Teaching Matters 2020 | Presentation Details | 2 December 20202 Dec 2020
Maritime teaching and learning in the online space
- Aditi Kataria, National Centre for Ports and Shipping, Australian Maritime College, CoSE*
- Gholam Reza Emad, National Centre for Ports and Shipping, Australian Maritime College, CoSE
- Jiangang (Johnny) Fei, National Centre for Ports and Shipping, Australian Maritime College, CoSE
This presentation provides preliminary insights into the experiences of Maritime Education and Training (MET) faculty and ocean seafaring students with teaching and learning in the online space. The COVID-19 pandemic necessitated the rapid transition of teaching at the University to remote delivery. The process to impart blended learning was already in place at the University. The pandemic served as a catalyst to accelerate the move. MET was no exception to this shift.
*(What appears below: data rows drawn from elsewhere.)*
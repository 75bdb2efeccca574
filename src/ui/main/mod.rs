// Licensed to the Apache Software Foundation (ASF) under one
// or more contributor license agreements.  See the NOTICE file
// distributed with this work for additional information
// regarding copyright ownership.  The ASF licenses this file
// to you under the Apache License, Version 2.0 (the
// "License"); you may not use this file except in compliance
// with the License.  You may obtain a copy of the License at
//
//   http://www.apache.org/licenses/LICENSE-2.0
//
// Unless required by applicable law or agreed to in writing,
// software distributed under the License is distributed on an
// "AS IS" BASIS, WITHOUT WARRANTIES OR CONDITIONS OF ANY
// KIND, either express or implied.  See the License for the
// specific language governing permissions and limitations
// under the License.

mod email;
mod history;
mod jobs;
mod nodes;

use ratatui::{
    layout::{Constraint, Direction, Layout, Rect},
    widgets::Clear,
    Frame,
};

use super::banners::{banners_height, render_banners};
use crate::{
    app::{App, Views},
    domain::HistoryKind,
};
use email::render_email;
use jobs::render_job_view;
use nodes::render_nodes;

pub(super) fn render_main_view(f: &mut Frame, area: Rect, app: &App) {
    f.render_widget(Clear, area);

    let chunks = Layout::default()
        .direction(Direction::Vertical)
        .constraints([
            Constraint::Length(banners_height(app)), // Banners
            Constraint::Min(0),                      // View content
        ])
        .split(area);

    render_banners(f, chunks[0], app);

    match app.current_view {
        Views::Scrape => render_job_view(f, chunks[1], app, HistoryKind::Scrape),
        Views::Nodes => render_nodes(f, chunks[1], app),
        Views::Github => render_job_view(f, chunks[1], app, HistoryKind::Github),
        Views::Opencti => render_job_view(f, chunks[1], app, HistoryKind::Opencti),
        Views::Email => render_email(f, chunks[1], app),
    }
}
// Licensed to the Apache Software Foundation (ASF) under one
// or more contributor license agreements.  See the NOTICE file
// distributed with this work for additional information
// regarding copyright ownership.  The ASF licenses this file
// to you under the Apache License, Version 2.0 (the
// "License"); you may not use this file except in compliance
// with the License.  You may obtain a copy of the License at
//
//   http://www.apache.org/licenses/LICENSE-2.0
//
// Unless required by applicable law or agreed to in writing,
// software distributed under the License is distributed on an
// "AS IS" BASIS, WITHOUT WARRANTIES OR CONDITIONS OF ANY
// KIND, either express or implied.  See the License for the
// specific language governing permissions and limitations
// under the License.

use ratatui::{
    layout::Rect,
    style::{Modifier, Style},
    text::{Line, Span},
    widgets::Paragraph,
    Frame,
};

use crate::app::App;

/// Height needed for the banners of the current view.
pub(super) fn banners_height(app: &App) -> u16 {
    if app.banners.is_empty() {
        return 0;
    }
    app.banners.for_view(app.current_view).count().min(u16::MAX as usize) as u16
}

pub(super) fn render_banners(f: &mut Frame, area: Rect, app: &App) {
    let lines: Vec<Line> = app
        .banners
        .for_view(app.current_view)
        .map(|banner| {
            let style = Style::default().fg(banner.tone.color());
            Line::from(vec![
                Span::styled("▌ ", style),
                Span::styled(banner.message.clone(), style.add_modifier(Modifier::BOLD)),
            ])
        })
        .collect();
    f.render_widget(Paragraph::new(lines), area);
}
In 2020, all forty-four ocean seafaring units for the deck (24 units) and engine departments (20 units) were moved online, barring the practical components for which students were required to return to campus. The remote modality of maritime teaching and learning offers novel digital connections between the students, faculty, and the teaching-learning resources. Our research shows that online teaching and learning are considered advantageous by both students and faculty. It accords students the flexibility to pursue their studies while being gainfully employed. The availability of online resources (including lecture recordings) are beneficial to the students, as they can revisit the recordings multiple times to consolidate their learning. Student engagement in the online space differs from that in the physical face-to-face classroom environment due to technological affordances. Students increasingly engage with teachers through email and video and chat conferencing. Peer to peer engagement is facilitated through discussion boards. Although not free of challenges, remote learning in MET is here to stay. The affordances of remote teaching and learning modality need to be explored in-depth to support teaching delivery and student learning.